Panicky investors sold shares in energy firms operating in Iraq’s Kurdish region after the militant group Islamic State took over Kurdish towns.
There was widespread sell-off in stocks of Norway’s DNO International, Britain’s Genel Energy and Bermuda-registered Gulf Keystone Petroleum – all international oil companies operating in the autonomous northern region of Iraq.
Closer to home, Dana Gas shares rose slightly. The Sharjah-based oil explorer and producer was due to release its second-quarter results yesterday but has postponed until further notice. The company has until August 15 to report its corporate earnings.
Previously known as the Islamic State of Iraq and Syria, the militant group took over the Iraqi town of Sinjar positioned near the border with Syria. The takeover is the latest in the militant group’s successful seizure of large swathes of land and oilfields in Iraq and in Syria.
“Investors who bought into these companies have also bought into political risk and they are long-term investors,” said a source at an energy company who spoke on condition of anonymity. “In particular, assets in the oilfields of Taq Taq are nowhere near Sinjar,” the source said.
DNO International shares, which gets most of its output from the Kurdish region, fell as much as 9.2 per cent, the biggest drop in more than six months. Genel Energy shares sank as much as 6.6 per cent and Gulf Keystone shares 2.2 per cent.
The Ain Zala and Batma oilfields, which together produce about 30,000 barrels per day, are under the control of the Islamic State, a breakaway Al Qaeda group, according to the state-run Northern Oil Co. The Sunni Islamist militants last month occupied the Qayyara oilfield north of Baghdad.
DNO, which produces about two-thirds of its oil in Kurdistan, was down 6.9 per cent to 19.55 kroner by late morning in Oslo.
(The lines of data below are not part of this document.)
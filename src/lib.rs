//! Exact nearest-neighbor and range search in metric spaces with a
//! vantage-point tree.
//!
//! ```
//! use vpindex::{Point, VPTree, L2};
//!
//! let points = vec![
//!     Point::new(vec![0.0, 0.0], "a"),
//!     Point::new(vec![1.0, 0.0], "b"),
//!     Point::new(vec![0.0, 2.0], "c"),
//!     Point::new(vec![5.0, 5.0], "d"),
//! ];
//! let tree = VPTree::new(points, L2).unwrap();
//!
//! let nearest = tree.search_knn(&[0.0, 0.0], 2).unwrap();
//! assert_eq!(nearest[0], (0.0, &Point::new(vec![0.0, 0.0], "a")));
//! assert_eq!(*nearest[1].1.id(), "b");
//!
//! let close = tree.search_range(&[0.0, 0.0], 2.5).unwrap();
//! assert_eq!(close.len(), 3);
//! ```
pub mod buffer;
pub mod error;
pub mod median;
pub mod metric;
pub mod point;
pub mod search;
pub mod vptree;

pub use buffer::BoundedBuffer;
pub use error::{Error, Result};
pub use median::median;
pub use metric::{Metric, L1, L2};
pub use point::Point;
pub use search::SearchStats;
pub use vptree::{NodeRef, Scalar, VPTree, VPTreeBuilder, VantageSelection};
Almost 8.3 million shares had traded by then, one-and-a-half times the average daily volume in the past three months. Genel dropped 4.9 per cent to 952 pence in London, and Gulf Keystone slid to 78.5 pence.
“One should always be concerned when there’s a war going on, but I don’t believe that the Tawke field and the Kurdish heartland is the main target for the Islamists,” said Kjetil Bakken, an analyst at Carnegie from Oslo yesterday. “The fact that ISIS is progressing towards Kurdish areas is creating fear among investors.”
Meanwhile, Brent crude oil slipped towards $104 a barrel yesterday, close to a four-month low, as worries about oversupply outweighed concerns over violence in Middle East and North Africa. A supply glut in West African and European markets dragged Brent down 3.3 per cent last week, with the front Brent futures contract reaching $104.39, its lowest since early April.